§ PROBLEM STATEMENT: Could you show each line of the records that contains the word "session"?

§ Stored items:
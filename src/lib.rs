// ./src/lib.rs

pub mod config;
pub mod contracts;
pub mod error;
pub mod flow;
pub mod logging;
pub mod proof;
pub mod types;
pub mod wallet;

pub use config::{NetworkDescriptor, RegistryConfig};
pub use contracts::{ContractGateway, StoredProof, SubmissionResult};
pub use error::{Error, Result};
pub use flow::{SubmissionFlow, SubmissionState, VerificationFlow, VerificationStatus};
pub use logging::{init_logging, LogConfig};
pub use proof::{compute_hash, Proof, ProofGenerator, ProofRequest};
pub use types::{Address, ChainId, ProofHash, TxHash};
pub use wallet::{WalletGateway, WalletProvider};
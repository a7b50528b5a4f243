pub mod gateway;
pub mod provider;

pub use gateway::{network_name_for, WalletConnection, WalletEvent, WalletGateway, WalletSubscription};
pub use provider::{EventKind, Listener, ListenerId, ProviderEvent, WalletProvider};
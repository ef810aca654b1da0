//! fxchain - command-line control for the filter-chain audio unit
//!
//! Usage:
//!   fxchain ping
//!   fxchain --port /dev/ttyUSB0 apply -f reverb:2:1:40,10
//!   fxchain set-frequency 8000
//!   fxchain download
//!   fxchain --simulate apply -f delay:2:3:30 -f mix:3:1:50
//!   fxchain kinds

mod commands;
mod config;
mod filter_arg;
mod serial;

use std::io::{self, Write};
use std::path::PathBuf;

use anyhow::{Context, Result};
use clap::{Parser, Subcommand};
use fxchain_core::{DeviceController, SimulatedDevice};
use fxchain_hal::TransportLink;
use log::{info, warn, LevelFilter};

use crate::commands::DeviceAction;
use crate::config::AppConfig;
use crate::serial::SerialLink;

/// Control a serial filter-chain audio unit
#[derive(Parser)]
#[command(name = "fxchain", version, about)]
struct Cli {
    /// Config file (default: ./fxchain.toml if present)
    #[arg(short, long, global = true)]
    config: Option<PathBuf>,

    /// Serial port, overrides the config file
    #[arg(short, long, global = true)]
    port: Option<String>,

    /// Baud rate, overrides the config file
    #[arg(long, global = true)]
    baud: Option<u32>,

    /// Talk to an in-process simulated device instead of a serial port
    #[arg(long, global = true)]
    simulate: bool,

    /// More logging (-v info, -vv debug, -vvv trace); RUST_LOG also applies
    #[arg(short, long, action = clap::ArgAction::Count, global = true)]
    verbose: u8,

    #[command(subcommand)]
    command: Command,
}

#[derive(Subcommand)]
enum Command {
    /// List the filter kinds the device implements
    Kinds,
    /// List serial ports on this host
    Ports,
    #[command(flatten)]
    Device(DeviceAction),
}

fn main() -> Result<()> {
    let cli = Cli::parse();
    init_logging(cli.verbose);

    let mut stdout = io::stdout().lock();
    match &cli.command {
        Command::Kinds => commands::list_kinds(&mut stdout),
        Command::Ports => {
            for port in serial::available_ports().context("listing serial ports")? {
                writeln!(stdout, "{}", port)?;
            }
            Ok(())
        }
        Command::Device(action) => {
            let config = config::load_config(cli.config.as_deref())?
                .with_overrides(cli.port.as_deref(), cli.baud);
            if cli.simulate {
                info!("using simulated device");
                let link = SimulatedDevice::with_config(config.link.settings);
                run_device(link, action, &mut stdout)
            } else {
                let link = SerialLink::new(&config.link.port, config.link.settings);
                run_device(link, action, &mut stdout)
            }
        }
    }
}

fn init_logging(verbose: u8) {
    let level = match verbose {
        0 => LevelFilter::Warn,
        1 => LevelFilter::Info,
        2 => LevelFilter::Debug,
        _ => LevelFilter::Trace,
    };
    env_logger::Builder::new()
        .filter_level(level)
        .parse_default_env()
        .format_timestamp_millis()
        .init();
}

/// Connect, run one action, then close the link
fn run_device<L: TransportLink>(
    link: L,
    action: &DeviceAction,
    out: &mut impl Write,
) -> Result<()> {
    let mut controller = DeviceController::new(link);
    controller.connect().context("connecting to device")?;

    let result = commands::execute(&mut controller, action, out);

    if let Err(e) = controller.disconnect() {
        warn!("disconnect failed: {}", e);
    }
    result
}
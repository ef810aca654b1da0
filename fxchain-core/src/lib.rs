//! Protocol client for the fxchain filter-chain audio unit
//!
//! This crate drives the device over any [`TransportLink`]:
//!
//! - [`channel`] - one padded frame out, one response line back
//! - [`controller`] - connect, halt, apply, frequency, download, save/load
//! - [`session`] - connection state machine and last error
//! - [`chain`] - caller-side editable filter chain
//! - [`sim`] - in-process device simulator (`std` feature)
//!
//! Nothing here retries. A command whose reply does not match is reported
//! to the caller and the device is left as it is.
//!
//! [`TransportLink`]: fxchain_hal::TransportLink

#![cfg_attr(not(any(test, feature = "std")), no_std)]
#![deny(unsafe_code)]

pub mod chain;
pub mod channel;
pub mod controller;
pub mod error;
pub mod session;
#[cfg(any(test, feature = "std"))]
pub mod sim;

pub use chain::{ChainError, FilterChain};
pub use channel::CommandChannel;
pub use controller::{DeviceController, StorageBlock};
pub use error::{ControllerError, RangeError};
pub use session::{DeviceSession, Event, State};
#[cfg(any(test, feature = "std"))]
pub use sim::SimulatedDevice;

§ SOLUTION FOR THIS TASK:
//! - [`session`] - connection state machine and last error
pub mod session;
pub use session::{DeviceSession, Event, State};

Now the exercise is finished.